Глава 19. В лесной глуши

Майлза в трактире не было. Друзья ждали его, сидя на чемоданах, в течение двух часов. Дули, Гамп и Буфо играли с Эскарготом в карты – сначала в «дурака», в «пьяницу», а затем в «тысячу» – и проиграли ему несметное количество леденцов. Эскаргот постоянно одалживал им леденцы под проценты, просто чтобы поддержать игру, но к двум тридцати у них осталось очень мало реальных леденцов, лишь горстка карамелек, которые, по общему мнению, были безвкусными, как пыль. Все остальное было съедено, так что выигрыш оказался в значительной степени статистическим.

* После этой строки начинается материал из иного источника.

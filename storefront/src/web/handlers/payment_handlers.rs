// storefront/src/web/handlers/payment_handlers.rs

use actix_web::{web, HttpResponse};
use pix_checkout::models::{CreatePaymentRequest, StatusRequest};
use tracing::{info, instrument};

use crate::errors::AppError;
use crate::state::AppState;

/// `POST /api/v1/payments/pix`
///
/// 200 with `{success: true, ...}` when the charge was created, 500 with
/// `{success: false, error}` otherwise.
#[instrument(
  name = "handler::create_pix_payment",
  skip(app_state, req_payload),
  fields(product_id = %req_payload.product_id)
)]
pub async fn create_pix_payment_handler(
  app_state: web::Data<AppState>,
  req_payload: web::Json<CreatePaymentRequest>,
) -> Result<HttpResponse, AppError> {
  let result = app_state.orchestrator.create_payment(req_payload.into_inner()).await;

  if result.is_success() {
    info!(transaction_id = ?result.transaction_id(), "PIX payment created.");
    Ok(HttpResponse::Ok().json(result))
  } else {
    Ok(HttpResponse::InternalServerError().json(result))
  }
}

/// `POST /api/v1/payments/pix/status`
#[instrument(
  name = "handler::check_pix_status",
  skip(app_state, req_payload),
  fields(transaction_id = %req_payload.transaction_id)
)]
pub async fn check_pix_status_handler(
  app_state: web::Data<AppState>,
  req_payload: web::Json<StatusRequest>,
) -> Result<HttpResponse, AppError> {
  let result = app_state.orchestrator.get_status(&req_payload.transaction_id).await;

  if result.is_success() {
    Ok(HttpResponse::Ok().json(result))
  } else {
    Ok(HttpResponse::InternalServerError().json(result))
  }
}
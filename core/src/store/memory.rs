// core/src/store/memory.rs

use super::OrderStore;
use crate::error::{CheckoutError, CheckoutResult};
use crate::models::{NewOrder, Order, OrderStatus};
use async_trait::async_trait;
use chrono::Utc;
use std::collections::HashMap;
use std::sync::Arc;
use tokio::sync::RwLock;

/// Process-local order store keyed by transaction id.
///
/// Used when no database is configured and by tests. Orders do not survive a restart.
#[derive(Debug, Default, Clone)]
pub struct InMemoryOrderStore {
  orders: Arc<RwLock<HashMap<String, Order>>>,
}

impl InMemoryOrderStore {
  pub fn new() -> Self {
    Self::default()
  }

  pub async fn get(&self, transaction_id: &str) -> Option<Order> {
    self.orders.read().await.get(transaction_id).cloned()
  }

  pub async fn len(&self) -> usize {
    self.orders.read().await.len()
  }

  pub async fn is_empty(&self) -> bool {
    self.orders.read().await.is_empty()
  }
}

#[async_trait]
impl OrderStore for InMemoryOrderStore {
  async fn insert_order(&self, order: NewOrder) -> CheckoutResult<Order> {
    let mut orders = self.orders.write().await;
    if orders.contains_key(&order.transaction_id) {
      return Err(CheckoutError::Persistence(format!(
        "duplicate transaction id {}",
        order.transaction_id
      )));
    }
    let order = order.into_pending_order(Utc::now());
    orders.insert(order.transaction_id.clone(), order.clone());
    Ok(order)
  }

  async fn update_status(&self, transaction_id: &str, status: OrderStatus) -> CheckoutResult<u64> {
    let mut orders = self.orders.write().await;
    match orders.get_mut(transaction_id) {
      Some(order) if order.status.can_become(status) => {
        order.status = status;
        Ok(1)
      }
      _ => Ok(0),
    }
  }

  async fn list_orders(&self) -> CheckoutResult<Vec<Order>> {
    let mut all: Vec<Order> = self.orders.read().await.values().cloned().collect();
    all.sort_by(|a, b| b.created_at.cmp(&a.created_at));
    Ok(all)
  }
}

#[cfg(test)]
mod tests {
  use super::*;
  use rust_decimal_macros::dec;

  fn new_order(tx: &str) -> NewOrder {
    NewOrder {
      transaction_id: tx.to_string(),
      customer_name: "Ana".to_string(),
      email: "a@x.com".to_string(),
      phone: "11999999999".to_string(),
      document: "12345678900".to_string(),
      roblox_username: "ana123".to_string(),
      robux_amount: 1800,
      price_brl: dec!(49.90),
    }
  }

  #[tokio::test]
  async fn insert_starts_pending_and_rejects_duplicates() {
    let store = InMemoryOrderStore::new();
    let order = store.insert_order(new_order("tx1")).await.unwrap();
    assert_eq!(order.status, OrderStatus::Pending);

    let dup = store.insert_order(new_order("tx1")).await;
    assert!(matches!(dup, Err(CheckoutError::Persistence(_))));
    assert_eq!(store.len().await, 1);
  }

  #[tokio::test]
  async fn update_of_unknown_order_is_a_no_op() {
    let store = InMemoryOrderStore::new();
    assert_eq!(store.update_status("nope", OrderStatus::Paid).await.unwrap(), 0);
    assert!(store.is_empty().await);
  }

  #[tokio::test]
  async fn terminal_orders_keep_their_status() {
    let store = InMemoryOrderStore::new();
    store.insert_order(new_order("tx1")).await.unwrap();

    assert_eq!(store.update_status("tx1", OrderStatus::Paid).await.unwrap(), 1);
    assert_eq!(store.update_status("tx1", OrderStatus::Pending).await.unwrap(), 0);
    assert_eq!(store.update_status("tx1", OrderStatus::Failed).await.unwrap(), 0);
    assert_eq!(store.get("tx1").await.unwrap().status, OrderStatus::Paid);
  }

  #[tokio::test]
  async fn lists_most_recent_first() {
    let store = InMemoryOrderStore::new();
    store.insert_order(new_order("older")).await.unwrap();
    tokio::time::sleep(std::time::Duration::from_millis(5)).await;
    store.insert_order(new_order("newer")).await.unwrap();

    let ids: Vec<String> = store
      .list_orders()
      .await
      .unwrap()
      .into_iter()
      .map(|o| o.transaction_id)
      .collect();
    assert_eq!(ids, vec!["newer", "older"]);
  }
}
// core/src/orchestrator/check_status.rs
use super::contexts::StatusCtxData;
use crate::error::CheckoutError;
use crate::pipeline::{ContextData, Pipeline, StepControl};
use tracing::{debug, error, info};

pub const VALIDATE_TRANSACTION_ID: &str = "validate_transaction_id";
pub const FETCH_GATEWAY_STATUS: &str = "fetch_gateway_status";
pub const PERSIST_STATUS: &str = "persist_status";

pub fn build_status_pipeline() -> Pipeline<StatusCtxData, CheckoutError> {
  let mut p = Pipeline::<StatusCtxData, CheckoutError>::new(&[
    (VALIDATE_TRANSACTION_ID, false),
    (FETCH_GATEWAY_STATUS, false),
    (PERSIST_STATUS, true),
  ]);

  p.on_step(VALIDATE_TRANSACTION_ID, |ctx_data: ContextData<StatusCtxData>| async move {
    let mut guard = ctx_data.write();
    let trimmed = guard.transaction_id.trim().to_string();
    if trimmed.is_empty() {
      return Err(CheckoutError::Validation("transactionId is required".to_string()));
    }
    guard.transaction_id = trimmed;
    Ok(StepControl::Continue)
  });

  p.on_step(FETCH_GATEWAY_STATUS, |ctx_data: ContextData<StatusCtxData>| async move {
    let (gateway, transaction_id) = {
      let guard = ctx_data.read();
      (guard.deps.gateway.clone(), guard.transaction_id.clone())
    };

    let status = gateway.fetch_pix_status(&transaction_id).await?;
    debug!(
      transaction_id = %transaction_id,
      raw_status = ?status.raw_status,
      status = %status.status,
      "Gateway status fetched."
    );
    ctx_data.write().status = Some(status);
    Ok::<_, CheckoutError>(StepControl::Continue)
  });

  // Best effort: the gateway is the source of truth, the local row only mirrors it.
  p.on_step(PERSIST_STATUS, |ctx_data: ContextData<StatusCtxData>| async move {
    let (store, transaction_id, status) = {
      let guard = ctx_data.read();
      match &guard.status {
        Some(fetched) => (guard.deps.store.clone(), guard.transaction_id.clone(), fetched.status),
        None => return Ok::<_, CheckoutError>(StepControl::Continue),
      }
    };

    match store.update_status(&transaction_id, status).await {
      Ok(0) => {
        debug!(transaction_id = %transaction_id, status = %status, "No order row changed.");
      }
      Ok(rows) => {
        info!(transaction_id = %transaction_id, status = %status, rows, "Order status updated.");
      }
      Err(e) => {
        error!(transaction_id = %transaction_id, error = %e, "Failed to update order status.");
      }
    }
    Ok(StepControl::Continue)
  });

  p
}
// core/src/store/mod.rs

//! Durable record of orders. The payment orchestrator is the only writer.

pub mod memory;
pub mod postgres;

pub use memory::InMemoryOrderStore;
pub use postgres::PgOrderStore;

use crate::error::CheckoutResult;
use crate::models::{NewOrder, Order, OrderStatus};
use async_trait::async_trait;

#[async_trait]
pub trait OrderStore: Send + Sync {
  /// Inserts a `pending` order. A duplicate `transaction_id` is a `Persistence` error.
  async fn insert_order(&self, order: NewOrder) -> CheckoutResult<Order>;

  /// Sets the status of the order with `transaction_id` and returns the number of rows changed.
  ///
  /// Zero rows is not an error: the order may not be persisted yet, or it is
  /// already terminal with a different status (terminal orders never move).
  async fn update_status(&self, transaction_id: &str, status: OrderStatus) -> CheckoutResult<u64>;

  /// Every order, most recent `created_at` first.
  async fn list_orders(&self) -> CheckoutResult<Vec<Order>>;
}
// core/src/catalog.rs

//! Robux packages on sale and the pricing curve for custom amounts.

use rust_decimal::{Decimal, RoundingStrategy};
use serde::Serialize;

pub const CUSTOM_MIN_ROBUX: u32 = 500;
pub const CUSTOM_MAX_ROBUX: u32 = 50_000;
pub const CUSTOM_STEP: u32 = 100;

#[derive(Debug, Clone, PartialEq, Eq, Serialize)]
#[serde(rename_all = "camelCase")]
pub struct RobuxPackage {
  pub id: String,
  pub name: String,
  pub robux: u32,
  pub bonus: u32,
  #[serde(with = "rust_decimal::serde::float")]
  pub price: Decimal,
  pub popular: bool,
}

impl RobuxPackage {
  pub fn total_robux(&self) -> u32 {
    self.robux + self.bonus
  }

  /// Product label sent to the gateway, e.g. `"1800 Robux"`.
  pub fn product_name(&self) -> String {
    format!("{} Robux", self.total_robux())
  }
}

struct Tier {
  robux: u32,
  price_cents: i64,
  bonus: u32,
}

/// Fixed packages, ascending. Custom prices are interpolated between them.
static TIERS: [(&str, &str, Tier, bool); 5] = [
  ("pkg-500", "Starter", Tier { robux: 500, price_cents: 1990, bonus: 0 }, false),
  ("pkg-800", "Basic", Tier { robux: 800, price_cents: 2490, bonus: 0 }, false),
  ("pkg-1700", "Popular", Tier { robux: 1700, price_cents: 4990, bonus: 100 }, true),
  ("pkg-4500", "Premium", Tier { robux: 4500, price_cents: 12990, bonus: 300 }, false),
  ("pkg-10000", "Ultimate", Tier { robux: 10000, price_cents: 27990, bonus: 1000 }, false),
];

impl Tier {
  fn price(&self) -> Decimal {
    Decimal::new(self.price_cents, 2)
  }
}

pub fn packages() -> Vec<RobuxPackage> {
  TIERS
    .iter()
    .map(|(id, name, tier, popular)| RobuxPackage {
      id: (*id).to_string(),
      name: (*name).to_string(),
      robux: tier.robux,
      bonus: tier.bonus,
      price: tier.price(),
      popular: *popular,
    })
    .collect()
}

pub fn find_package(id: &str) -> Option<RobuxPackage> {
  packages().into_iter().find(|p| p.id == id)
}

/// Rounds to the nearest `CUSTOM_STEP` and clamps into the custom range.
pub fn normalize_custom_amount(requested: u32) -> u32 {
  let rounded = requested.saturating_add(CUSTOM_STEP / 2) / CUSTOM_STEP * CUSTOM_STEP;
  rounded.clamp(CUSTOM_MIN_ROBUX, CUSTOM_MAX_ROBUX)
}

/// Prices a custom amount on the tier curve.
pub fn custom_package(requested: u32) -> RobuxPackage {
  let robux = normalize_custom_amount(requested);
  RobuxPackage {
    id: format!("custom-{}", robux),
    name: "Personalizado".to_string(),
    robux,
    bonus: interpolate_bonus(robux),
    price: interpolate_price(robux).round_dp_with_strategy(2, RoundingStrategy::MidpointAwayFromZero),
    popular: false,
  }
}

fn surrounding_tiers(robux: u32) -> Option<(&'static Tier, &'static Tier)> {
  TIERS
    .windows(2)
    .map(|pair| (&pair[0].2, &pair[1].2))
    .find(|(lower, upper)| robux >= lower.robux && robux <= upper.robux)
}

fn interpolate_price(robux: u32) -> Decimal {
  if let Some((lower, upper)) = surrounding_tiers(robux) {
    let ratio = Decimal::from(robux - lower.robux) / Decimal::from(upper.robux - lower.robux);
    return lower.price() + ratio * (upper.price() - lower.price());
  }

  // Above the top tier the slope of the last two tiers continues.
  let (prev, last) = (&TIERS[TIERS.len() - 2].2, &TIERS[TIERS.len() - 1].2);
  let per_robux = (last.price() - prev.price()) / Decimal::from(last.robux - prev.robux);
  last.price() + Decimal::from(robux.saturating_sub(last.robux)) * per_robux
}

fn interpolate_bonus(robux: u32) -> u32 {
  if let Some((lower, upper)) = surrounding_tiers(robux) {
    return lower.bonus + (robux - lower.robux) * (upper.bonus - lower.bonus) / (upper.robux - lower.robux);
  }

  let last = &TIERS[TIERS.len() - 1].2;
  robux * last.bonus / last.robux
}

#[cfg(test)]
mod tests {
  use super::*;
  use rust_decimal_macros::dec;

  #[test]
  fn fixed_packages_total_base_plus_bonus() {
    let popular = find_package("pkg-1700").unwrap();
    assert!(popular.popular);
    assert_eq!(popular.total_robux(), 1800);
    assert_eq!(popular.product_name(), "1800 Robux");
    assert_eq!(popular.price, dec!(49.90));
    assert_eq!(packages().len(), 5);
  }

  #[test]
  fn custom_amounts_snap_to_step_and_range() {
    assert_eq!(normalize_custom_amount(0), 500);
    assert_eq!(normalize_custom_amount(1249), 1200);
    assert_eq!(normalize_custom_amount(1250), 1300);
    assert_eq!(normalize_custom_amount(999_999), 50_000);
  }

  #[test]
  fn custom_price_on_a_tier_matches_the_tier() {
    let pkg = custom_package(1700);
    assert_eq!(pkg.price, dec!(49.90));
    assert_eq!(pkg.bonus, 100);
    assert_eq!(pkg.id, "custom-1700");
  }

  #[test]
  fn custom_price_interpolates_between_tiers() {
    let pkg = custom_package(1200);
    assert_eq!(pkg.price, dec!(36.01));
    assert_eq!(pkg.bonus, 44);
  }

  #[test]
  fn custom_price_extrapolates_above_the_top_tier() {
    let pkg = custom_package(20_000);
    assert_eq!(pkg.price, dec!(552.63));
    assert_eq!(pkg.bonus, 2000);
  }
}
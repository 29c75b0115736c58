// core/src/pipeline/execution.rs

//! `Pipeline::run`.

use super::context_data::ContextData;
use super::control::{PipelineResult, StepControl};
use super::definition::Pipeline;
use super::PipelineError;
use tracing::{event, instrument, Instrument, Level};

impl<TData, Err> Pipeline<TData, Err>
where
  TData: 'static + Send + Sync,
  Err: std::error::Error + From<PipelineError> + Send + Sync + 'static,
{
  /// Runs every declared step in order against `ctx_data`.
  #[instrument(
    name = "Pipeline::run",
    skip_all,
    fields(context_type = %std::any::type_name::<TData>(), num_steps = self.steps.len()),
    err(Display)
  )]
  pub async fn run(&self, ctx_data: ContextData<TData>) -> Result<PipelineResult, Err> {
    for (step_idx, step_def) in self.steps.iter().enumerate() {
      let step_span = tracing::info_span!(
        "pipeline_step",
        step_name = step_def.name.as_str(),
        step_index = step_idx,
        optional = step_def.optional
      );

      let handlers = match self.handlers.get(&step_def.name) {
        Some(handlers) if !handlers.is_empty() => handlers,
        _ if step_def.optional => {
          event!(parent: &step_span, Level::DEBUG, "Optional step has no handlers, skipping.");
          continue;
        }
        _ => {
          event!(parent: &step_span, Level::ERROR, "Non-optional step has no handlers.");
          return Err(Err::from(PipelineError::HandlerMissing {
            step_name: step_def.name.clone(),
          }));
        }
      };

      for handler_fn in handlers {
        match handler_fn(ctx_data.clone()).instrument(step_span.clone()).await {
          Ok(StepControl::Continue) => {}
          Ok(StepControl::Stop) => {
            event!(parent: &step_span, Level::INFO, "Pipeline stopped by handler.");
            return Ok(PipelineResult::Stopped);
          }
          Err(e) => {
            event!(parent: &step_span, Level::WARN, error = %e, "Step handler failed.");
            return Err(e);
          }
        }
      }
    }

    event!(Level::DEBUG, "Pipeline completed.");
    Ok(PipelineResult::Completed)
  }
}
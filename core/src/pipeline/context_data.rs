// core/src/pipeline/context_data.rs
use parking_lot::{RwLock, RwLockReadGuard, RwLockWriteGuard};
use std::sync::Arc;

/// Shared, lockable state a pipeline run operates on.
///
/// Guards are blocking `parking_lot` guards: drop them before any `.await`.
#[derive(Debug)]
pub struct ContextData<T: Send + Sync + 'static>(Arc<RwLock<T>>);

impl<T: Send + Sync + 'static> ContextData<T> {
  pub fn new(data: T) -> Self {
    ContextData(Arc::new(RwLock::new(data)))
  }

  pub fn read(&self) -> RwLockReadGuard<'_, T> {
    self.0.read()
  }

  pub fn write(&self) -> RwLockWriteGuard<'_, T> {
    self.0.write()
  }

  /// Clones the current state out from under a read lock.
  pub fn snapshot(&self) -> T
  where
    T: Clone,
  {
    self.0.read().clone()
  }
}

impl<T: Send + Sync + 'static> Clone for ContextData<T> {
  fn clone(&self) -> Self {
    ContextData(Arc::clone(&self.0))
  }
}

impl<T: Send + Sync + 'static + Default> Default for ContextData<T> {
  fn default() -> Self {
    Self::new(Default::default())
  }
}

#[cfg(test)]
mod tests {
  use super::*;

  #[test]
  fn clones_share_the_same_state() {
    let ctx = ContextData::new(vec![1u8]);
    let other = ctx.clone();
    other.write().push(2);
    assert_eq!(ctx.snapshot(), vec![1, 2]);
  }
}
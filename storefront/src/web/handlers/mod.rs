// storefront/src/web/handlers/mod.rs

pub mod catalog_handlers;
pub mod order_handlers;
pub mod payment_handlers;
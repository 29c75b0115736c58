// core/src/models/order.rs

use chrono::{DateTime, Utc};
use rust_decimal::Decimal;
use serde::{Deserialize, Serialize};
use sqlx::{FromRow, Type as SqlxType};
use std::fmt;
use uuid::Uuid;

/// Lifecycle of an order. `Pending` is the only non-terminal state.
#[derive(Debug, Clone, Copy, PartialEq, Eq, Hash, Serialize, Deserialize, SqlxType)]
#[sqlx(type_name = "order_status", rename_all = "lowercase")]
#[serde(rename_all = "lowercase")]
pub enum OrderStatus {
  Pending,
  Paid,
  Failed,
}

impl OrderStatus {
  pub fn is_terminal(self) -> bool {
    !matches!(self, OrderStatus::Pending)
  }

  pub fn as_str(self) -> &'static str {
    match self {
      OrderStatus::Pending => "pending",
      OrderStatus::Paid => "paid",
      OrderStatus::Failed => "failed",
    }
  }

  /// Whether a stored order in `self` may be overwritten with `next`.
  /// Terminal states only accept a redundant write of the same value.
  pub fn can_become(self, next: OrderStatus) -> bool {
    self == OrderStatus::Pending || self == next
  }
}

impl fmt::Display for OrderStatus {
  fn fmt(&self, f: &mut fmt::Formatter<'_>) -> fmt::Result {
    f.write_str(self.as_str())
  }
}

/// A persisted order row. Keyed for reconciliation by `transaction_id`.
#[derive(Debug, Clone, PartialEq, Serialize, FromRow)]
#[serde(rename_all = "camelCase")]
pub struct Order {
  pub id: Uuid,
  pub transaction_id: String,
  pub customer_name: String,
  pub email: String,
  /// Kept for reconciliation, never serialized.
  #[serde(skip_serializing)]
  pub phone: String,
  /// CPF. Never serialized.
  #[serde(skip_serializing)]
  pub document: String,
  pub roblox_username: String,
  pub robux_amount: i32,
  #[serde(rename = "priceBRL", with = "rust_decimal::serde::float")]
  pub price_brl: Decimal,
  pub status: OrderStatus,
  pub created_at: DateTime<Utc>,
}

/// Buyer-supplied attributes of an order about to be inserted.
/// Insertion assigns `id`, `created_at` and `status = pending`.
#[derive(Debug, Clone, PartialEq)]
pub struct NewOrder {
  pub transaction_id: String,
  pub customer_name: String,
  pub email: String,
  pub phone: String,
  pub document: String,
  pub roblox_username: String,
  pub robux_amount: i32,
  pub price_brl: Decimal,
}

impl NewOrder {
  pub fn into_pending_order(self, created_at: DateTime<Utc>) -> Order {
    Order {
      id: Uuid::new_v4(),
      transaction_id: self.transaction_id,
      customer_name: self.customer_name,
      email: self.email,
      phone: self.phone,
      document: self.document,
      roblox_username: self.roblox_username,
      robux_amount: self.robux_amount,
      price_brl: self.price_brl,
      status: OrderStatus::Pending,
      created_at,
    }
  }
}

/// Headline numbers for the admin order table.
#[derive(Debug, Clone, PartialEq, Default, Serialize)]
#[serde(rename_all = "camelCase")]
pub struct OrderSummary {
  pub total_orders: usize,
  pub paid_orders: usize,
  pub pending_orders: usize,
  /// Sum of `price_brl` over paid orders.
  #[serde(with = "rust_decimal::serde::float")]
  pub revenue_brl: Decimal,
}

impl OrderSummary {
  pub fn from_orders(orders: &[Order]) -> Self {
    orders.iter().fold(OrderSummary::default(), |mut acc, order| {
      acc.total_orders += 1;
      match order.status {
        OrderStatus::Paid => {
          acc.paid_orders += 1;
          acc.revenue_brl += order.price_brl;
        }
        OrderStatus::Pending => acc.pending_orders += 1,
        OrderStatus::Failed => {}
      }
      acc
    })
  }
}
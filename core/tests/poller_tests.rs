// tests/poller_tests.rs
mod common;

use common::*;
use pix_checkout::error::CheckoutError;
use pix_checkout::models::OrderStatus;
use pix_checkout::orchestrator::PaymentOrchestrator;
use pix_checkout::poller::{self, PollOutcome, PollerConfig};
use pix_checkout::store::InMemoryOrderStore;
use std::sync::Arc;
use std::time::Duration;

#[tokio::test(start_paused = true)]
async fn checkout_is_polled_until_paid() {
  setup_tracing();
  let gateway = Arc::new(
    FakeGateway::new()
      .with_charge(waiting_charge("tx1"))
      .with_raw_status("tx1", Some("WAITING_PAYMENT"))
      .with_status_error(CheckoutError::GatewayTransport("timed out".to_string()))
      .with_raw_status("tx1", Some("PAID")),
  );
  let store = Arc::new(InMemoryOrderStore::new());
  let orchestrator = Arc::new(PaymentOrchestrator::new(gateway.clone(), store.clone()));

  let created = orchestrator.create_payment(popular_request()).await;
  let transaction_id = created.transaction_id().expect("payment created").to_string();

  let handle = poller::spawn(orchestrator.clone(), transaction_id, PollerConfig::default());
  assert_eq!(handle.join().await, PollOutcome::Terminal(OrderStatus::Paid));
  assert_eq!(gateway.status_calls(), 3);
  assert_eq!(store.get("tx1").await.unwrap().status, OrderStatus::Paid);

  tokio::time::sleep(Duration::from_secs(60)).await;
  assert_eq!(gateway.status_calls(), 3);
}

#[tokio::test(start_paused = true)]
async fn cancelled_poller_makes_no_further_calls() {
  setup_tracing();
  let gateway = Arc::new(FakeGateway::new().with_raw_status("tx1", Some("WAITING_PAYMENT")));
  let orchestrator = Arc::new(PaymentOrchestrator::new(gateway.clone(), Arc::new(InMemoryOrderStore::new())));

  let handle = poller::spawn(orchestrator, "tx1", PollerConfig::default());
  tokio::time::sleep(Duration::from_millis(10_100)).await;
  assert_eq!(gateway.status_calls(), 2);
  assert_eq!(handle.latest_status(), OrderStatus::Pending);

  handle.cancel();
  assert_eq!(handle.join().await, PollOutcome::Cancelled);

  tokio::time::sleep(Duration::from_secs(60)).await;
  assert_eq!(gateway.status_calls(), 2);
}
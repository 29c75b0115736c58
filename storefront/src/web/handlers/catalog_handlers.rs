// storefront/src/web/handlers/catalog_handlers.rs

use actix_web::{web, HttpResponse};
use pix_checkout::catalog;
use serde::Deserialize;
use tracing::instrument;

use crate::errors::AppError;

#[derive(Debug, Deserialize)]
pub struct CustomPackageQuery {
  pub robux: u32,
}

#[instrument(name = "handler::list_packages")]
pub async fn list_packages_handler() -> Result<HttpResponse, AppError> {
  Ok(HttpResponse::Ok().json(catalog::packages()))
}

/// Prices a custom amount. The amount is rounded and clamped to the supported range.
#[instrument(name = "handler::custom_package", skip(query), fields(robux = query.robux))]
pub async fn custom_package_handler(query: web::Query<CustomPackageQuery>) -> Result<HttpResponse, AppError> {
  Ok(HttpResponse::Ok().json(catalog::custom_package(query.robux)))
}

#[instrument(name = "handler::get_package")]
pub async fn get_package_handler(path: web::Path<String>) -> Result<HttpResponse, AppError> {
  let package_id = path.into_inner();
  catalog::find_package(&package_id)
    .map(|package| HttpResponse::Ok().json(package))
    .ok_or_else(|| AppError::NotFound(format!("Package '{}' not found", package_id)))
}
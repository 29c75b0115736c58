// storefront/src/main.rs

mod config;
mod errors;
mod state;
mod web;

use crate::config::AppConfig;
use crate::state::AppState;

use actix_web::{web as actix_data, App, HttpServer};
use anyhow::Context;
use pix_checkout::gateway::SigiloPayClient;
use pix_checkout::orchestrator::PaymentOrchestrator;
use pix_checkout::store::{InMemoryOrderStore, OrderStore, PgOrderStore};
use std::sync::Arc;
use tracing_subscriber::EnvFilter;
use tracing_subscriber::fmt::format::FmtSpan;

#[actix_web::main]
async fn main() -> anyhow::Result<()> {
  tracing_subscriber::fmt()
    .with_env_filter(log_filter(std::env::var("RUST_LOG").ok().as_deref()))
    .with_span_events(FmtSpan::CLOSE)
    .init();

  tracing::info!("Starting storefront server...");

  let app_config = AppConfig::from_env().context("Failed to load application configuration")?;

  let store = build_order_store(&app_config).await?;
  let gateway = SigiloPayClient::new(app_config.gateway.clone()).context("Failed to build the SigiloPay client")?;
  let orchestrator = Arc::new(PaymentOrchestrator::new(Arc::new(gateway), store.clone()));

  let app_state = AppState {
    orchestrator,
    store,
    admin_token: app_config.admin_token.as_deref().map(Arc::from),
  };

  let server_address = app_config.bind_address();
  tracing::info!("Attempting to bind server to {}...", server_address);

  HttpServer::new(move || {
    App::new()
      .app_data(actix_data::Data::new(app_state.clone()))
      .wrap(tracing_actix_web::TracingLogger::default())
      .configure(web::configure_app_routes)
  })
  .bind(&server_address)
  .with_context(|| format!("Failed to bind {}", server_address))?
  .run()
  .await
  .context("HTTP server terminated with an error")
}

const DEFAULT_LOG_FILTER: &str = "info";

/// `RUST_LOG` when it is set and parses, INFO otherwise.
fn log_filter(rust_log: Option<&str>) -> EnvFilter {
  rust_log
    .filter(|directives| !directives.trim().is_empty())
    .and_then(|directives| EnvFilter::try_new(directives).ok())
    .unwrap_or_else(|| EnvFilter::new(DEFAULT_LOG_FILTER))
}

async fn build_order_store(app_config: &AppConfig) -> anyhow::Result<Arc<dyn OrderStore>> {
  let Some(database_url) = app_config.database_url.as_deref() else {
    tracing::warn!("DATABASE_URL is not set; orders are kept in memory and lost on restart.");
    return Ok(Arc::new(InMemoryOrderStore::new()));
  };

  let store = PgOrderStore::connect(database_url)
    .await
    .context("Failed to connect to the order database")?;
  if app_config.run_migrations {
    store.run_migrations().await.context("Failed to migrate the order database")?;
  }
  Ok(Arc::new(store))
}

Игра как раз подходила к концу по причине отсутствия финансов, когда по лестнице, протирая глаза и зевая, спустился трактирщик. У него был затуманенный взгляд, как у человека, который спал после обеда.

– Ваш волшебник заходил сегодня утром, – сказал он. – Ужасно спешил. Забрал свои вещи и был таков.

– Вы, наверное, ошибаетесь, – убежденно возразил Профессор. – Был таков?

– Вот именно. Улетел, как грязная рубашка. Он оставил вам записку.

С этими словами трактирщик торопливо прошел в свою контору, а потом так же торопливо вернулся со сложенным листом бумаги. На нем была краткая и загадочная записка от Майлза: «Сквайр и гном на прибрежной дороге этим утром. Время – деньги. Следуйте за мной на юг. Затевается страшное злодейство. Сикорский и Шелзнак – одно и то же лицо. Рассчитывайте на свою смекалку. Берегитесь Зиппо».

– Эта последняя фраза для меня – темный лес, – заметил Эскаргот, который читал записку через плечо Профессора. – Что такое «Зиппо»?

– Кто такой Зиппо, вот в чем вопрос, – объяснил Джонатан. – Это фокусник, который украл мои часы в деревне у реки Твит.

Эскаргот спросил:

– Довольно молодой парень, не так ли? Какой-то скользкий с виду? Нервный? Пользуется механической рыбой?

– Это он, – подтвердил Джонатан. – Так, значит, ты его видел?

Эскаргот согласно кивнул, и Джонатан продолжил:

– Подозреваю, он не был таким неумехой, каким мы его считали.

– Возможно, мы это выясним наверняка. – Профессор взвалил рюкзак на плечо и поправлял на носу очки. – Давайте купим еды и пойдем. Мы опаздываем уже на несколько часов.